The gross margin for Q2 was 51.5%, surpassing the guidance, thanks to a favorable product mix. The net income for the quarter stood at EUR 1.6 billion.
Net bookings for Q2 were EUR 5.6 billion, with EUR 2.5 billion from EUV systems. The company ended Q2 with a robust backlog of around EUR 39 billion, indicating strong future demand.
Looking ahead to Q3 2024, the company expects net sales between EUR 6.7 billion and EUR 7.3 billion. Installed Base Management revenue is forecasted to be around EUR 1.4 billion for the third quarter, with a gross margin anticipated between 50% and 51%.
For the full year 2024, the revenue is expected to be similar to last year. However, the company anticipates the second half of the year to be significantly stronger than the first half, reflecting the industry's recovery from the downturn. Revenue from the Logic segment is expected to be slightly lower in 2024 compared to 2023, while Memory segment revenue is projected to grow, driven by the transition to advanced Memory technologies such as DDR5 and High Bandwidth Memory.
The company continues to make investments in capacity and technology in preparation for the expected demand surge in 2025. This includes shipping additional NXE:3800E systems and increasing efforts in High NA (0.55 NA) systems, which have achieved remarkable technological milestones, such as an 8-nanometer resolution.
Looking further ahead, the company expects the semiconductor industry to continue its recovery in the latter half of 2024, driven by the upsurge in artificial intelligence. For 2025, they foresee strong growth, bolstered by the secular demand in the semiconductor market, electrification, energy transition, and AI advancements. They are preparing for several new fabs being built globally, with annual revenue projections for 2025 between EUR 30 billion and EUR 40 billion, and potential annual revenue for 2030 between EUR 44 billion and EUR 60 billion.
Hello, everyone. We published our Q2 results today, and I would like to take the opportunity to discuss this with you in more detail.
Q2 2024 was a good quarter. Our second quarter sales are just over EUR 6.2 billion.
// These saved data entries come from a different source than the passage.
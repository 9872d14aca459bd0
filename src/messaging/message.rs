//! # Broker Message Model
//!
//! Destinations, typed properties and the message kinds the stubber understands.
//! Messages are plain values: brokers stamp identity headers on send, handlers
//! read and copy them.

use std::collections::BTreeMap;
use std::fmt;

use chrono::{DateTime, Utc};
use serde::{Deserialize, Serialize};

use crate::events::advisory::AdvisoryEvent;
use crate::messaging::errors::{CodecError, CodecResult};

/// Whether a destination is point-to-point or publish/subscribe
#[derive(Debug, Clone, Copy, PartialEq, Eq, Hash, Serialize, Deserialize)]
#[serde(rename_all = "snake_case")]
pub enum DestinationKind {
    Queue,
    Topic,
}

impl fmt::Display for DestinationKind {
    fn fmt(&self, f: &mut fmt::Formatter<'_>) -> fmt::Result {
        match self {
            Self::Queue => write!(f, "queue"),
            Self::Topic => write!(f, "topic"),
        }
    }
}

/// A resolved broker destination
#[derive(Debug, Clone, PartialEq, Eq, Hash, Serialize, Deserialize)]
#[serde(tag = "kind", content = "name", rename_all = "snake_case")]
pub enum Destination {
    Queue(String),
    Topic(String),
}

impl Destination {
    pub fn queue(name: impl Into<String>) -> Self {
        Self::Queue(name.into())
    }

    pub fn topic(name: impl Into<String>) -> Self {
        Self::Topic(name.into())
    }

    /// Name of the destination as known to the broker
    pub fn physical_name(&self) -> &str {
        match self {
            Self::Queue(name) | Self::Topic(name) => name,
        }
    }

    pub fn kind(&self) -> DestinationKind {
        match self {
            Self::Queue(_) => DestinationKind::Queue,
            Self::Topic(_) => DestinationKind::Topic,
        }
    }

    pub fn is_queue(&self) -> bool {
        matches!(self, Self::Queue(_))
    }
}

impl fmt::Display for Destination {
    fn fmt(&self, f: &mut fmt::Formatter<'_>) -> fmt::Result {
        write!(f, "{}://{}", self.kind(), self.physical_name())
    }
}

/// Scalar value of a message property or map-body entry
#[derive(Debug, Clone, PartialEq, Serialize, Deserialize)]
#[serde(tag = "type", content = "value", rename_all = "snake_case")]
pub enum PropertyValue {
    Bool(bool),
    Byte(i8),
    Short(i16),
    Int(i32),
    Long(i64),
    Float(f32),
    Double(f64),
    String(String),
}

impl PropertyValue {
    pub fn as_bool(&self) -> Option<bool> {
        match self {
            Self::Bool(value) => Some(*value),
            _ => None,
        }
    }

    pub fn as_str(&self) -> Option<&str> {
        match self {
            Self::String(value) => Some(value),
            _ => None,
        }
    }

    /// Integer view across all integral widths
    pub fn as_i64(&self) -> Option<i64> {
        match self {
            Self::Byte(value) => Some(i64::from(*value)),
            Self::Short(value) => Some(i64::from(*value)),
            Self::Int(value) => Some(i64::from(*value)),
            Self::Long(value) => Some(*value),
            _ => None,
        }
    }

    /// Floating point view across all numeric widths
    pub fn as_f64(&self) -> Option<f64> {
        match self {
            Self::Float(value) => Some(f64::from(*value)),
            Self::Double(value) => Some(*value),
            other => other.as_i64().map(|v| v as f64),
        }
    }
}

impl fmt::Display for PropertyValue {
    fn fmt(&self, f: &mut fmt::Formatter<'_>) -> fmt::Result {
        match self {
            Self::Bool(v) => write!(f, "{v}"),
            Self::Byte(v) => write!(f, "{v}"),
            Self::Short(v) => write!(f, "{v}"),
            Self::Int(v) => write!(f, "{v}"),
            Self::Long(v) => write!(f, "{v}"),
            Self::Float(v) => write!(f, "{v}"),
            Self::Double(v) => write!(f, "{v}"),
            Self::String(v) => write!(f, "'{v}'"),
        }
    }
}

impl From<bool> for PropertyValue {
    fn from(value: bool) -> Self {
        Self::Bool(value)
    }
}

impl From<i32> for PropertyValue {
    fn from(value: i32) -> Self {
        Self::Int(value)
    }
}

impl From<i64> for PropertyValue {
    fn from(value: i64) -> Self {
        Self::Long(value)
    }
}

impl From<f64> for PropertyValue {
    fn from(value: f64) -> Self {
        Self::Double(value)
    }
}

impl From<&str> for PropertyValue {
    fn from(value: &str) -> Self {
        Self::String(value.to_string())
    }
}

impl From<String> for PropertyValue {
    fn from(value: String) -> Self {
        Self::String(value)
    }
}

/// Concrete kind of a message, mirroring the body variants
#[derive(Debug, Clone, Copy, PartialEq, Eq, Hash, Serialize, Deserialize)]
#[serde(rename_all = "snake_case")]
pub enum MessageKind {
    /// Headers and properties only
    Plain,
    Text,
    Map,
    Bytes,
    Object,
    Stream,
    /// Broker lifecycle notification
    Advisory,
}

impl fmt::Display for MessageKind {
    fn fmt(&self, f: &mut fmt::Formatter<'_>) -> fmt::Result {
        let name = match self {
            Self::Plain => "plain",
            Self::Text => "text",
            Self::Map => "map",
            Self::Bytes => "bytes",
            Self::Object => "object",
            Self::Stream => "stream",
            Self::Advisory => "advisory",
        };
        f.write_str(name)
    }
}

/// Kind-specific payload of a message
#[derive(Debug, Clone, PartialEq)]
pub enum MessageBody {
    Empty,
    Text(String),
    Map(BTreeMap<String, PropertyValue>),
    Bytes(Vec<u8>),
    Object(serde_json::Value),
    Stream(Vec<u8>),
    Advisory(AdvisoryEvent),
}

impl MessageBody {
    pub fn kind(&self) -> MessageKind {
        match self {
            Self::Empty => MessageKind::Plain,
            Self::Text(_) => MessageKind::Text,
            Self::Map(_) => MessageKind::Map,
            Self::Bytes(_) => MessageKind::Bytes,
            Self::Object(_) => MessageKind::Object,
            Self::Stream(_) => MessageKind::Stream,
            Self::Advisory(_) => MessageKind::Advisory,
        }
    }

    /// Blank body for a kind, or `None` for kinds that cannot be created empty
    pub fn empty_for(kind: MessageKind) -> Option<Self> {
        match kind {
            MessageKind::Plain => Some(Self::Empty),
            MessageKind::Text => Some(Self::Text(String::new())),
            MessageKind::Map => Some(Self::Map(BTreeMap::new())),
            MessageKind::Bytes => Some(Self::Bytes(Vec::new())),
            MessageKind::Object => Some(Self::Object(serde_json::Value::Null)),
            MessageKind::Stream => Some(Self::Stream(Vec::new())),
            MessageKind::Advisory => None,
        }
    }
}

/// A broker message: identity headers, typed properties and a body
#[derive(Debug, Clone, PartialEq)]
pub struct Message {
    message_id: Option<String>,
    destination: Option<Destination>,
    reply_to: Option<Destination>,
    correlation_id: Option<String>,
    timestamp: Option<DateTime<Utc>>,
    properties: BTreeMap<String, PropertyValue>,
    body: MessageBody,
}

impl Message {
    fn with_body(body: MessageBody) -> Self {
        Self {
            message_id: None,
            destination: None,
            reply_to: None,
            correlation_id: None,
            timestamp: None,
            properties: BTreeMap::new(),
            body,
        }
    }

    pub fn text(text: impl Into<String>) -> Self {
        Self::with_body(MessageBody::Text(text.into()))
    }

    pub fn map(entries: BTreeMap<String, PropertyValue>) -> Self {
        Self::with_body(MessageBody::Map(entries))
    }

    pub fn bytes(bytes: impl Into<Vec<u8>>) -> Self {
        Self::with_body(MessageBody::Bytes(bytes.into()))
    }

    pub fn object(value: serde_json::Value) -> Self {
        Self::with_body(MessageBody::Object(value))
    }

    pub fn stream(bytes: impl Into<Vec<u8>>) -> Self {
        Self::with_body(MessageBody::Stream(bytes.into()))
    }

    /// Message carrying no body
    pub fn plain() -> Self {
        Self::with_body(MessageBody::Empty)
    }

    pub fn advisory(event: AdvisoryEvent) -> Self {
        Self::with_body(MessageBody::Advisory(event))
    }

    /// Blank message of the given kind
    pub fn empty(kind: MessageKind) -> CodecResult<Self> {
        MessageBody::empty_for(kind)
            .map(Self::with_body)
            .ok_or_else(|| CodecError::unsupported_kind(kind))
    }

    /// Builder-style property insertion
    #[must_use]
    pub fn with_property(mut self, name: impl Into<String>, value: impl Into<PropertyValue>) -> Self {
        self.properties.insert(name.into(), value.into());
        self
    }

    #[must_use]
    pub fn with_correlation_id(mut self, correlation_id: impl Into<String>) -> Self {
        self.correlation_id = Some(correlation_id.into());
        self
    }

    #[must_use]
    pub fn with_reply_to(mut self, reply_to: Destination) -> Self {
        self.reply_to = Some(reply_to);
        self
    }

    pub fn kind(&self) -> MessageKind {
        self.body.kind()
    }

    pub fn message_id(&self) -> Option<&str> {
        self.message_id.as_deref()
    }

    pub fn set_message_id(&mut self, message_id: Option<String>) {
        self.message_id = message_id;
    }

    pub fn destination(&self) -> Option<&Destination> {
        self.destination.as_ref()
    }

    pub fn set_destination(&mut self, destination: Option<Destination>) {
        self.destination = destination;
    }

    pub fn reply_to(&self) -> Option<&Destination> {
        self.reply_to.as_ref()
    }

    pub fn set_reply_to(&mut self, reply_to: Option<Destination>) {
        self.reply_to = reply_to;
    }

    pub fn correlation_id(&self) -> Option<&str> {
        self.correlation_id.as_deref()
    }

    pub fn set_correlation_id(&mut self, correlation_id: Option<String>) {
        self.correlation_id = correlation_id;
    }

    pub fn timestamp(&self) -> Option<DateTime<Utc>> {
        self.timestamp
    }

    pub fn set_timestamp(&mut self, timestamp: Option<DateTime<Utc>>) {
        self.timestamp = timestamp;
    }

    pub fn property(&self, name: &str) -> Option<&PropertyValue> {
        self.properties.get(name)
    }

    pub fn bool_property(&self, name: &str) -> Option<bool> {
        self.property(name).and_then(PropertyValue::as_bool)
    }

    pub fn string_property(&self, name: &str) -> Option<&str> {
        self.property(name).and_then(PropertyValue::as_str)
    }

    pub fn has_property(&self, name: &str) -> bool {
        self.properties.contains_key(name)
    }

    pub fn property_names(&self) -> impl Iterator<Item = &str> {
        self.properties.keys().map(String::as_str)
    }

    pub fn properties(&self) -> &BTreeMap<String, PropertyValue> {
        &self.properties
    }

    /// Set a property, rejecting names a selector could never address
    pub fn set_property(
        &mut self,
        name: impl Into<String>,
        value: impl Into<PropertyValue>,
    ) -> CodecResult<()> {
        let name = name.into();
        if name.trim().is_empty() {
            return Err(CodecError::property_rejected(name, "property name is blank"));
        }
        if name.chars().any(char::is_whitespace) {
            return Err(CodecError::property_rejected(
                name,
                "property name contains whitespace",
            ));
        }
        self.properties.insert(name, value.into());
        Ok(())
    }

    pub fn body(&self) -> &MessageBody {
        &self.body
    }

    pub fn set_body(&mut self, body: MessageBody) {
        self.body = body;
    }

    /// Text body, if this is a text message
    pub fn text_body(&self) -> Option<&str> {
        match &self.body {
            MessageBody::Text(text) => Some(text),
            _ => None,
        }
    }

    pub fn advisory_event(&self) -> Option<&AdvisoryEvent> {
        match &self.body {
            MessageBody::Advisory(event) => Some(event),
            _ => None,
        }
    }
}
That's at the high end of our guidance, primarily driven by more immersion system sales. Our Installed Base Management came in at EUR 1.48 billion. This is slightly higher than guided, driven by increased service revenue. Our gross margin for Q2 is 51.5%, above our guidance. This is primarily driven by the product mix, more immersion systems. Net income for the quarter was EUR 1.6 billion. Our net bookings came in at EUR 5.6 billion, of which EUR 2.5 billion in EUV system. At the end of Q2, ASML had a backlog of around EUR 39 billion.
Now I will talk about the outlook for the third quarter and the full year, and I will give you our guidance for Q3. In Q3, we expect total net sales to be between EUR 6.7 billion and EUR 7.3 billion. We expect our Q3 Installed Base Management revenue to be around EUR 1.4 billion. For the third quarter, we expect a gross margin between 50% and 51%.
Our outlook for the full year 2024 has not changed. We expect revenue similar to last year. As indicated before, and based on our current guidance, the second half of the year is expected to be significantly higher than the first half. This is in line with the industry's continued recovery from the downturn.
Our guidance on market segment is similar to what we have stated in previous quarters. We expect Logic revenue to be slightly lower in 2024 compared to 2023, as customers digest the capacity added in 2023. For Memory, we currently see revenue growth in 2024 compared to 2023. This is primarily driven by DRAM technology node transition in support of advanced Memory such as DDR5 and High Bandwidth Memory.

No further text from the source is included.